本研究結果顯示,術后化療的胃癌患者的預后可能與腫瘤直徑、腫瘤臨床分期、遠處轉移情況、淋巴結轉移情況、XRCC6基因突變有關(均P<0.05),多因素COX回歸分析結果顯示,經校正相關臨床病理特征后,XRCC6基因突變情況是術后化療的胃癌患者預后不良的保護因素(P<0.05),即攜帶XRCC6基因rs2267437位點CG/GG基因型的術后化療的胃癌患者預后更好,提示XRCC6基因發生雜合突變或純合突變更有利于術后化療胃癌患者的預后。鉑類藥物主要是通過破壞DNA發揮細胞毒性,進而導致DNA功能損傷來發揮抗腫瘤作用[10]。DNA修復增強可降低化療藥物的殺傷作用,進而影響化療效果,而DNA損傷后修復即是鉑類藥物發生耐藥的主要機制之一[11]。DNA修復是核苷酸通過識別受損DNA并進行片段切除,然后形成新DNA的過程,Ku70蛋白是在此修復過程中發揮重要作用的酶[12]。如核苷酸剪切修復功能降低,腫瘤細胞的DNA損傷后修復則受到抑制,進而腫瘤細胞增殖受阻,此時患者獲得較好的化療效果[13]。XRCC6基因編碼的Ku70蛋白可與Ku80結合以激活DNA蛋白激酶,開啟修復過程,而XRCC6基因rs2267437位點基因突變可影響Ku70蛋白表達,導致DNA雙鏈斷裂、修復途徑被抑制,進而導致DNA修復能力降低,抑制鉑類藥物化療耐藥發生,化療患者可獲得更好的預后[14]。此外,還有研究表明,XRCC6基因是調控雙鏈斷裂修復過程的重要分子,其發生突變后可通過影響核苷酸對DNA的修復作用,推測可能是XRCC6基因突變降低了核苷酸表達,進而影響了DNA修復功能,減少化療耐藥的發生,故患者預后更好[15]。 因此,攜帶XRCC6基因rs2267437位點CG/GG基因型的術后化療的胃癌患者預后更好。

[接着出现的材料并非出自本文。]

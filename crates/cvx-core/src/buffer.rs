//! Byte-addressable buffer over 32-bit words.
//!
//! Compute devices address storage in 32-bit words while pixel samples are
//! bytes. Treating a word array as if it were a byte array reads a neighbour
//! channel instead of the requested one (an RGBA image comes out "all red").
//! [`WordBuffer`] fixes the mapping once:
//!
//! ```text
//! byte index i  ->  word i / 4, byte (i % 4) of that word, little-endian
//!
//! word:   0xAABBGGRR
//! byte:     3 2 1 0
//! ```
//!
//! Kernels never see the words. They read input through
//! [`WordBuffer::read_byte`] and write output through a [`WordSlot`], which
//! owns exactly one output word. Handing out one slot per invocation means
//! two invocations can never read-modify-write the same word, so no atomics
//! are needed.
//!
//! # Usage
//!
//! ```rust
//! use cvx_core::WordBuffer;
//!
//! let mut buf = WordBuffer::from_bytes(&[1, 2, 3, 4, 5]);
//! assert_eq!(buf.word_len(), 2);
//! assert_eq!(buf.read_byte(4), 5);
//!
//! buf.write_byte(1, 200);
//! assert_eq!(buf.to_bytes(), vec![1, 200, 3, 4, 5]);
//! ```

use std::ops::Range;

use rayon::prelude::*;

use crate::{Error, Result};

/// Bytes per storage word.
pub const WORD_BYTES: usize = 4;

/// Extracts byte `offset` (0..4) of `word`, little-endian.
#[inline(always)]
pub const fn byte_in_word(word: u32, offset: usize) -> u8 {
    (word >> (8 * offset)) as u8
}

/// Returns `word` with byte `offset` (0..4) replaced by `value`.
///
/// Clears the target byte, then ORs the new value into place. Other bytes
/// are untouched.
#[inline(always)]
pub const fn word_with_byte(word: u32, offset: usize, value: u8) -> u32 {
    let shift = 8 * offset;
    (word & !(0xFF << shift)) | ((value as u32) << shift)
}

/// Image bytes stored as little-endian packed `u32` words.
///
/// The last word is zero-padded when `byte_len` is not a multiple of 4.
/// Padding bytes are never visible through [`read_byte`](Self::read_byte).
#[derive(Clone, PartialEq, Eq)]
pub struct WordBuffer {
    words: Vec<u32>,
    byte_len: usize,
}

impl WordBuffer {
    /// Packs `bytes` into words (copying).
    pub fn from_bytes(bytes: &[u8]) -> Self {
        let words = bytes
            .chunks(WORD_BYTES)
            .map(|chunk| {
                let mut b = [0u8; WORD_BYTES];
                b[..chunk.len()].copy_from_slice(chunk);
                u32::from_le_bytes(b)
            })
            .collect();
        Self {
            words,
            byte_len: bytes.len(),
        }
    }

    /// Zero-filled buffer holding `byte_len` bytes.
    pub fn zeroed(byte_len: usize) -> Self {
        Self {
            words: vec![0; byte_len.div_ceil(WORD_BYTES)],
            byte_len,
        }
    }

    /// Rebuilds a buffer from bytes downloaded off a device.
    ///
    /// `transfer` holds whole words in little-endian order (the layout
    /// produced by [`transfer_bytes`](Self::transfer_bytes)); `byte_len` is
    /// the logical length.
    pub fn from_transfer(transfer: &[u8], byte_len: usize) -> Result<Self> {
        let expected = byte_len.div_ceil(WORD_BYTES) * WORD_BYTES;
        if transfer.len() != expected {
            return Err(Error::BufferSizeMismatch {
                expected,
                actual: transfer.len(),
            });
        }
        let words = transfer
            .chunks_exact(WORD_BYTES)
            .map(|c| u32::from_le_bytes([c[0], c[1], c[2], c[3]]))
            .collect();
        Ok(Self { words, byte_len })
    }

    /// Logical length in bytes.
    #[inline]
    pub fn byte_len(&self) -> usize {
        self.byte_len
    }

    /// Number of storage words.
    #[inline]
    pub fn word_len(&self) -> usize {
        self.words.len()
    }

    /// True when the buffer holds no bytes.
    #[inline]
    pub fn is_empty(&self) -> bool {
        self.byte_len == 0
    }

    /// Reads byte `index`.
    ///
    /// # Panics
    ///
    /// Panics if `index >= byte_len`. Use [`get_byte`](Self::get_byte) for a
    /// checked read.
    #[inline]
    pub fn read_byte(&self, index: usize) -> u8 {
        assert!(
            index < self.byte_len,
            "byte index {index} out of range (len {})",
            self.byte_len
        );
        byte_in_word(self.words[index / WORD_BYTES], index % WORD_BYTES)
    }

    /// Checked [`read_byte`](Self::read_byte).
    #[inline]
    pub fn get_byte(&self, index: usize) -> Result<u8> {
        if index >= self.byte_len {
            return Err(Error::ByteIndexOutOfRange {
                index,
                len: self.byte_len,
            });
        }
        Ok(self.read_byte(index))
    }

    /// Writes byte `index` with a read-modify-write of its word.
    ///
    /// # Panics
    ///
    /// Panics if `index >= byte_len`. Use [`set_byte`](Self::set_byte) for a
    /// checked write.
    #[inline]
    pub fn write_byte(&mut self, index: usize, value: u8) {
        assert!(
            index < self.byte_len,
            "byte index {index} out of range (len {})",
            self.byte_len
        );
        let w = &mut self.words[index / WORD_BYTES];
        *w = word_with_byte(*w, index % WORD_BYTES, value);
    }

    /// Checked [`write_byte`](Self::write_byte).
    #[inline]
    pub fn set_byte(&mut self, index: usize, value: u8) -> Result<()> {
        if index >= self.byte_len {
            return Err(Error::ByteIndexOutOfRange {
                index,
                len: self.byte_len,
            });
        }
        self.write_byte(index, value);
        Ok(())
    }

    /// Unpacks the logical bytes.
    pub fn to_bytes(&self) -> Vec<u8> {
        let mut out: Vec<u8> = self.words.iter().flat_map(|w| w.to_le_bytes()).collect();
        out.truncate(self.byte_len);
        out
    }

    /// Whole-word little-endian bytes for uploading to a device.
    pub fn transfer_bytes(&self) -> Vec<u8> {
        self.words.iter().flat_map(|w| w.to_le_bytes()).collect()
    }

    /// Sequential per-word output slots.
    pub fn slots_mut(&mut self) -> impl Iterator<Item = WordSlot<'_>> {
        let byte_len = self.byte_len;
        self.words
            .iter_mut()
            .enumerate()
            .map(move |(index, word)| WordSlot {
                word,
                index,
                byte_len,
            })
    }

    /// Parallel per-word output slots, one per invocation.
    pub fn par_slots_mut(&mut self) -> impl IndexedParallelIterator<Item = WordSlot<'_>> {
        let byte_len = self.byte_len;
        self.words
            .par_iter_mut()
            .enumerate()
            .map(move |(index, word)| WordSlot {
                word,
                index,
                byte_len,
            })
    }
}

impl std::fmt::Debug for WordBuffer {
    fn fmt(&self, f: &mut std::fmt::Formatter<'_>) -> std::fmt::Result {
        f.debug_struct("WordBuffer")
            .field("byte_len", &self.byte_len)
            .field("word_len", &self.words.len())
            .finish()
    }
}

/// Exclusive write access to one word of a [`WordBuffer`].
///
/// A slot accepts writes only for the (up to) four byte indices that fall in
/// its word, see [`byte_range`](Self::byte_range).
pub struct WordSlot<'a> {
    word: &'a mut u32,
    index: usize,
    byte_len: usize,
}

impl WordSlot<'_> {
    /// Index of the owned word.
    #[inline]
    pub fn word_index(&self) -> usize {
        self.index
    }

    /// Byte indices owned by this slot, clipped to the logical length.
    #[inline]
    pub fn byte_range(&self) -> Range<usize> {
        let start = self.index * WORD_BYTES;
        start..(start + WORD_BYTES).min(self.byte_len)
    }

    /// True if `index` belongs to this slot.
    #[inline]
    pub fn owns(&self, index: usize) -> bool {
        self.byte_range().contains(&index)
    }

    /// Reads an owned byte.
    #[inline]
    pub fn read_byte(&self, index: usize) -> Result<u8> {
        if !self.owns(index) {
            return Err(self.out_of_range(index));
        }
        Ok(byte_in_word(*self.word, index % WORD_BYTES))
    }

    /// Writes an owned byte; the other bytes of the word are preserved.
    #[inline]
    pub fn write_byte(&mut self, index: usize, value: u8) -> Result<()> {
        if !self.owns(index) {
            return Err(self.out_of_range(index));
        }
        *self.word = word_with_byte(*self.word, index % WORD_BYTES, value);
        Ok(())
    }

    fn out_of_range(&self, index: usize) -> Error {
        Error::ByteIndexOutOfRange {
            index,
            len: self.byte_len,
        }
    }
}
//! WGSL shader sources for GPU compute pipelines.
//! These are used by the wgpu backend when the `wgpu` feature is enabled.
//!
//! Every pipeline is [`PROLOGUE`] + kernel constants + kernel body +
//! [`MAIN`]. The prologue owns the buffer bindings and the only code that
//! indexes them (`read_byte`, and `main` storing its one word). Kernel
//! bodies define `fn compute_byte(i: u32) -> u32` and never touch `src` or
//! `dst` directly.

#![allow(dead_code)] // Shaders used by wgpu backend

use crate::kernels::Kernel;
use cvx_core::ConversionCode;

/// Invocations per workgroup; matches `@workgroup_size` in [`MAIN`].
pub const WORKGROUP_SIZE: u32 = 256;

/// Bindings, byte accessors and grid helpers.
pub const PROLOGUE: &str = r#"
struct Params {
    dims: vec4<u32>,               // w, h, c, out_c
    values: array<vec4<f32>, 4>,
}

@group(0) @binding(0) var<storage, read> src: array<u32>;
@group(0) @binding(1) var<storage, read_write> dst: array<u32>;
@group(0) @binding(2) var<uniform> params: Params;

// Byte i: word i / 4, bits 8 * (i % 4), little-endian.
fn read_byte(i: u32) -> u32 {
    return (src[i / 4u] >> ((i % 4u) * 8u)) & 0xFFu;
}

fn write_byte(word: u32, offset: u32, value: u32) -> u32 {
    let shift = offset * 8u;
    return (word & ~(0xFFu << shift)) | ((value & 0xFFu) << shift);
}

fn param(k: u32) -> f32 {
    return params.values[k / 4u][k % 4u];
}

fn width() -> i32 { return i32(params.dims.x); }
fn height() -> i32 { return i32(params.dims.y); }
fn channels() -> u32 { return params.dims.z; }

// Replicate border.
fn sample_at(x: i32, y: i32, ch: u32) -> u32 {
    let cx = u32(clamp(x, 0, width() - 1));
    let cy = u32(clamp(y, 0, height() - 1));
    return read_byte((cy * params.dims.x + cx) * channels() + ch);
}

// (x, y, channel) of byte i in a same-layout output.
fn coords(i: u32) -> vec3<i32> {
    let c = channels();
    let p = i / c;
    return vec3<i32>(i32(p % params.dims.x), i32(p / params.dims.x), i32(i % c));
}
"#;

/// Entry point: one invocation per output word.
pub const MAIN: &str = r#"
@compute @workgroup_size(256)
fn main(@builtin(global_invocation_id) id: vec3<u32>, @builtin(num_workgroups) groups: vec3<u32>) {
    let word = id.x + id.y * groups.x * 256u;
    let out_len = params.dims.x * params.dims.y * params.dims.w;
    let first = word * 4u;
    if first >= out_len { return; }

    var packed = 0u;
    for (var k = 0u; k < 4u; k = k + 1u) {
        let i = first + k;
        if i < out_len {
            packed = write_byte(packed, k, compute_byte(i));
        }
    }
    dst[word] = packed;
}
"#;

/// Gray from RGB(A) or BGR(A); needs `SRC_C` and `SWAP_RB`.
pub const TO_GRAY: &str = r#"
fn compute_byte(i: u32) -> u32 {
    let base = i * SRC_C;
    var r = f32(read_byte(base));
    let g = f32(read_byte(base + 1u));
    var b = f32(read_byte(base + 2u));
    if SWAP_RB {
        let t = r;
        r = b;
        b = t;
    }
    return u32(0.299 * r + 0.587 * g + 0.114 * b);
}
"#;

/// Red/blue swap, alpha untouched; needs `SRC_C`.
pub const SWAP_RED_BLUE: &str = r#"
fn compute_byte(i: u32) -> u32 {
    let ch = i % SRC_C;
    let base = i - ch;
    if ch == 0u { return read_byte(base + 2u); }
    if ch == 2u { return read_byte(base); }
    return read_byte(i);
}
"#;

pub const GRAY_TO_RGB: &str = r#"
fn compute_byte(i: u32) -> u32 {
    return read_byte(i / 3u);
}
"#;

/// params: thresh, max_value, type.
pub const THRESHOLD: &str = r#"
fn compute_byte(i: u32) -> u32 {
    let v = read_byte(i);
    let t = u32(param(0u));
    let m = u32(param(1u));
    let above = v > t;
    var res = select(0u, m, above);
    switch u32(param(2u)) {
        case 1u: { res = select(m, 0u, above); }
        case 2u: { res = select(v, t, above); }
        case 3u: { res = select(0u, v, above); }
        case 4u: { res = select(v, 0u, above); }
        default: {}
    }
    return res;
}
"#;

pub const BITWISE_NOT: &str = r#"
fn compute_byte(i: u32) -> u32 {
    return 255u - read_byte(i);
}
"#;

/// params: scalar.
pub const ADD_SCALAR: &str = r#"
fn compute_byte(i: u32) -> u32 {
    return u32(clamp(i32(read_byte(i)) + i32(param(0u)), 0, 255));
}
"#;

/// params: alpha, beta.
pub const CONVERT_SCALE: &str = r#"
fn compute_byte(i: u32) -> u32 {
    return u32(clamp(round(param(0u) * f32(read_byte(i)) + param(1u)), 0.0, 255.0));
}
"#;

/// params: ksize.
pub const BOX_BLUR: &str = r#"
fn compute_byte(i: u32) -> u32 {
    let at = coords(i);
    let r = i32(param(0u)) / 2;
    var sum = 0u;
    for (var dy = -r; dy <= r; dy = dy + 1) {
        for (var dx = -r; dx <= r; dx = dx + 1) {
            sum = sum + sample_at(at.x + dx, at.y + dy, u32(at.z));
        }
    }
    let area = u32((2 * r + 1) * (2 * r + 1));
    return (sum + area / 2u) / area;
}
"#;

pub const SOBEL: &str = r#"
fn px(at: vec3<i32>, dx: i32, dy: i32) -> i32 {
    return i32(sample_at(at.x + dx, at.y + dy, 0u));
}

fn compute_byte(i: u32) -> u32 {
    let at = coords(i);
    let gx = px(at, 1, -1) + 2 * px(at, 1, 0) + px(at, 1, 1)
           - px(at, -1, -1) - 2 * px(at, -1, 0) - px(at, -1, 1);
    let gy = px(at, -1, 1) + 2 * px(at, 0, 1) + px(at, 1, 1)
           - px(at, -1, -1) - 2 * px(at, 0, -1) - px(at, 1, -1);
    return u32(min(abs(gx) + abs(gy), 255));
}
"#;

pub const ERODE: &str = r#"
fn compute_byte(i: u32) -> u32 {
    let at = coords(i);
    var acc = 255u;
    for (var dy = -1; dy <= 1; dy = dy + 1) {
        for (var dx = -1; dx <= 1; dx = dx + 1) {
            acc = min(acc, sample_at(at.x + dx, at.y + dy, u32(at.z)));
        }
    }
    return acc;
}
"#;

pub const DILATE: &str = r#"
fn compute_byte(i: u32) -> u32 {
    let at = coords(i);
    var acc = 0u;
    for (var dy = -1; dy <= 1; dy = dy + 1) {
        for (var dx = -1; dx <= 1; dx = dx + 1) {
            acc = max(acc, sample_at(at.x + dx, at.y + dy, u32(at.z)));
        }
    }
    return acc;
}
"#;

/// params: mode (0 horizontal, 1 vertical, 2 both).
pub const FLIP: &str = r#"
fn compute_byte(i: u32) -> u32 {
    let at = coords(i);
    let mode = u32(param(0u));
    var x = at.x;
    var y = at.y;
    if mode == 0u || mode == 2u { x = width() - 1 - at.x; }
    if mode == 1u || mode == 2u { y = height() - 1 - at.y; }
    return sample_at(x, y, u32(at.z));
}
"#;

/// Kernel body for `kernel`.
pub fn body(kernel: &Kernel) -> &'static str {
    match kernel {
        Kernel::Convert(code) => match code {
            ConversionCode::RgbToGray
            | ConversionCode::RgbaToGray
            | ConversionCode::BgrToGray
            | ConversionCode::BgraToGray => TO_GRAY,
            ConversionCode::BgrToRgb | ConversionCode::BgraToRgba => SWAP_RED_BLUE,
            ConversionCode::GrayToRgb => GRAY_TO_RGB,
        },
        Kernel::Threshold => THRESHOLD,
        Kernel::BitwiseNot => BITWISE_NOT,
        Kernel::AddScalar => ADD_SCALAR,
        Kernel::ConvertScale => CONVERT_SCALE,
        Kernel::BoxBlur => BOX_BLUR,
        Kernel::Sobel => SOBEL,
        Kernel::Erode => ERODE,
        Kernel::Dilate => DILATE,
        Kernel::Flip => FLIP,
    }
}

/// Module-scope constants a body depends on.
fn constants(kernel: &Kernel) -> String {
    match kernel {
        Kernel::Convert(code) => {
            let swap = matches!(code, ConversionCode::BgrToGray | ConversionCode::BgraToGray);
            format!(
                "\nconst SRC_C: u32 = {}u;\nconst SWAP_RB: bool = {};\n",
                code.source_channels(),
                swap
            )
        }
        _ => String::new(),
    }
}

/// Full WGSL module for `kernel`.
pub fn compose(kernel: &Kernel) -> String {
    let mut source = String::with_capacity(PROLOGUE.len() + MAIN.len() + 1024);
    source.push_str(PROLOGUE);
    source.push_str(&constants(kernel));
    source.push_str(body(kernel));
    source.push_str(MAIN);
    source
}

綜上所述,XRCC6基因多態性與術后化療的胃癌患者的預后密切相關,攜帶XRCC6基因 rs2267437位點CG/GG基因型的術后化療的胃癌患者預后更好。臨床上可通過檢測XRCC6基因多態性,預測鉑類藥物化療應答效果,進而為個性化化療方案的制訂提供參考依據。然而本研究結論還有待擴大樣本進一步驗證,同時XRCC6基因多態性在胃癌化療耐藥中的作用機制也尚待深入挖掘。